I had a fantastic boss once that got let go due to ‘downsizing.’ My new boss was a ‘hot head’ and other descriptive words I won’t use here. I began to constantly find myself arguing in my head with him. I was constantly angry and feeling hatred soon followed. I went from loving my job to hating it. As time went on the situation got worse and I could feel my anger and hate was ‘toxic’…to me not him! I needed to shift things…meaning me.
Every time I would catch myself arguing and feeling hate I would stop myself. I would begin saying ‘love instead’ and I would imagine myself ‘blessing him and wanting good for him.’ At first it sucked, but I kept at it. I had to do this multiple times a day! Often I had to journal and write to help me focus because my negative thoughts were intense and hard to shift at first.
Eventually it got easier to shift my thinking about him from negative to positive. My hate lessened and I found myself genuinely wanting good things for him. The best part is within two weeks I ended up getting new boss. My outer conditions began to shift as my inner world shifted.

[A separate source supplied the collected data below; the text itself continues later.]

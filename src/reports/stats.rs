use std::collections::BTreeMap;
use chrono::NaiveDate;
use crate::analytics::mood::{normalize_mood, MoodBucket};
use crate::reports::model::{DailyReport, ProgressStats};

/// Key used in the mood distribution when a mood normalizes to nothing.
const UNKNOWN_MOOD_KEY: &str = "unknown";

#[derive(Debug, Clone, Copy, Default, PartialEq, Eq)]
pub struct StreakStats {
    /// Run of consecutive dates ending at the most recent report.
    pub current_streak: u32,
    pub longest_streak: u32,
}

/// Calculate streaks over report dates. Duplicate dates collapse.
pub fn calculate_streaks(reports: &[DailyReport]) -> StreakStats {
    let mut dates: Vec<NaiveDate> = reports.iter().map(|r| r.date).collect();
    dates.sort();
    dates.dedup();

    if dates.is_empty() {
        return StreakStats::default();
    }

    let mut longest = 1u32;
    let mut run = 1u32;
    for window in dates.windows(2) {
        if window[0].succ_opt() == Some(window[1]) {
            run += 1;
            longest = longest.max(run);
        } else {
            run = 1;
        }
    }

    StreakStats {
        // `run` ends on the last date after the scan.
        current_streak: run,
        longest_streak: longest,
    }
}

impl ProgressStats {
    /// Derive the aggregate snapshot locally from a full report set.
    pub fn from_reports(reports: &[DailyReport]) -> Self {
        let total_days = reports.len() as u32;
        let total_achievements = reports.iter().map(DailyReport::achievement_count).sum();

        let average_productivity = if reports.is_empty() {
            0.0
        } else {
            let sum: u32 = reports.iter().map(|r| r.productivity_score as u32).sum();
            let mean = sum as f64 / reports.len() as f64;
            (mean * 10.0).round() / 10.0
        };

        let mut mood_distribution: BTreeMap<String, u32> = BTreeMap::new();
        for report in reports {
            let key = match MoodBucket::from_text(&report.mood) {
                Some(bucket) => bucket.as_str().to_string(),
                None => {
                    let normalized = normalize_mood(&report.mood);
                    if normalized.is_empty() {
                        UNKNOWN_MOOD_KEY.to_string()
                    } else {
                        normalized
                    }
                }
            };
            *mood_distribution.entry(key).or_insert(0) += 1;
        }

        let streaks = calculate_streaks(reports);

        ProgressStats {
            total_days,
            total_achievements,
            average_productivity,
            current_streak: streaks.current_streak,
            longest_streak: Some(streaks.longest_streak),
            mood_distribution,
        }
    }
}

When you consistently shift your thinking, you shift your emotions. When you consistently shift your thinking and emotions you shift your beliefs and your ‘vibration and energy.’ When you shift your beliefs and ‘vibration and energy’ the law of attraction responds to this new internal state instead of responding to the chronic negative state. Its about shifting your consciousness (thoughts, feelings, beliefs) first then conditions can shift.
Consistently shifting thoughts and feelings is key.
Even today, whenever I catch myself starting to argue in my head about something or someone, I will do my best to stop that line of thinking and say to myself “love instead.” I will literally make myself think, say, or write “love instead.” As I mentioned, if my feelings are intense then I find writing helps me focus. I will do this until the negative thoughts calm down and mostly I do it until I notice my emotions shift. My goal is to consistently feel differently because that’s when things can really change.